Electrochemical monitoring of the corrosion behavior of functional oxide nanoparticles under biological environments

Owing to their chemical tunability and extraordinary electronic, magnetic, and optical properties, functional oxide nanoparticles have been widely proposed for biomedical applications, such as drug deliveries, brain stimulation and magnetic hyperthermia therapy. Besides their functionalities, however, understanding the behavior of the oxide nanoparticles after injected into body is utmost important as it is directly associated with health issues. Especially, as the particles degrade over time, the interactions between the degradation products and cells and proteins need to be clarified.

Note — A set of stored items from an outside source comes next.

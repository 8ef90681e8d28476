pub mod db;
pub mod entities;
pub mod error;
pub mod services;
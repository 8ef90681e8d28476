use sea_orm::entity::prelude::*;
use serde::{Deserialize, Serialize};

#[derive(Clone, Debug, PartialEq, Eq, DeriveEntityModel, Serialize, Deserialize)]
#[sea_orm(table_name = "games")]
pub struct Model {
    #[sea_orm(primary_key, auto_increment = false)]
    pub id: Uuid,
    pub name: String,
    pub players_min: i32,
    pub players_max: i32,
    pub duration_min: i32, // minutes
    pub duration_max: i32,
    pub picture: Option<String>, // e.g. "photos/catan.jpg"
    pub nb_rented: i32,
    #[sea_orm(column_type = "Text")]
    pub description: String,
    #[sea_orm(column_type = "Text", nullable)]
    pub comments: Option<String>,
    pub date: DateTime,
    pub is_rented: bool,
}

impl Model {
    pub fn players(&self) -> String {
        models::game::players(self.players_min, self.players_max)
    }

    pub fn duration(&self) -> String {
        models::game::duration(self.duration_min, self.duration_max)
    }
}

#[derive(Copy, Clone, Debug, EnumIter, DeriveRelation)]
pub enum Relation {
    #[sea_orm(has_many = "super::location_games::Entity")]
    LocationGames,
}

impl Related<super::location_games::Entity> for Entity {
    fn to() -> RelationDef {
        Relation::LocationGames.def()
    }
}

// Many-to-many relationship with locations
impl Related<super::locations::Entity> for Entity {
    fn to() -> RelationDef {
        super::location_games::Relation::Location.def()
    }

    fn via() -> Option<RelationDef> {
        Some(super::location_games::Relation::Game.def().rev())
    }
}

impl ActiveModelBehavior for ActiveModel {}
use axum::{
    Json,
    http::StatusCode,
    response::{IntoResponse, Response},
};
use database::error::ServiceError;
use log::{error, warn};
use serde::Serialize;
use utoipa::ToSchema;

/// Error body returned by every endpoint
#[derive(Debug, Serialize, ToSchema)]
pub struct ErrorResponse {
    /// Machine-readable error code
    pub error: String,
    /// Human-readable message
    pub message: String,
}

#[derive(Debug)]
pub enum ApiError {
    Service(ServiceError),
    BadRequest(String),
    Unauthorized,
}

impl From<ServiceError> for ApiError {
    fn from(err: ServiceError) -> Self {
        Self::Service(err)
    }
}

impl ApiError {
    fn status_and_code(&self) -> (StatusCode, &'static str) {
        match self {
            Self::Service(ServiceError::NotFound(_)) => (StatusCode::NOT_FOUND, "NOT_FOUND"),
            Self::Service(ServiceError::Validation(_)) | Self::BadRequest(_) => {
                (StatusCode::BAD_REQUEST, "VALIDATION_ERROR")
            }
            Self::Service(ServiceError::Conflict(_)) => (StatusCode::CONFLICT, "CONFLICT"),
            Self::Service(ServiceError::Storage(_)) => {
                (StatusCode::SERVICE_UNAVAILABLE, "STORAGE_UNAVAILABLE")
            }
            Self::Unauthorized => (StatusCode::UNAUTHORIZED, "UNAUTHORIZED"),
        }
    }
}

impl IntoResponse for ApiError {
    fn into_response(self) -> Response {
        let (status, code) = self.status_and_code();

        let message = match self {
            Self::Service(ServiceError::Storage(e)) => {
                error!("Storage error: {e}");
                // Do not leak driver details to the client
                "storage unavailable".to_string()
            }
            Self::Service(e) => {
                warn!("Request rejected: {e}");
                e.to_string()
            }
            Self::BadRequest(message) => message,
            Self::Unauthorized => "missing subject in token".to_string(),
        };

        (
            status,
            Json(ErrorResponse {
                error: code.to_string(),
                message,
            }),
        )
            .into_response()
    }
}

It has been proven that the iron and cobalt containing nanoparticles, such as iron oxide or cobalt ferrite, can be degraded and captured intracellularly by the endogenous protein, i.e. ferritin. Hitherto, only the local technique, Transmission Electron Microscopy (TEM) analysis, has been employed for the direct observation of Fe, Co ion uptake by ferritin [1,2]. Here, we have performed Electrochemical Impedance Spectroscopy (EIS) measurements on iron and cobalt containing nanoparticles (CoFe2O4 and BiFeO3-CoFe2O4 core-shell nanoparticles) under different biological environments to observe the degradation behavior of the nanoparticles. The impedance measurement showed that the resistance of the nanoparticles gradually reduces as the ferritin captures iron and cobalt ions.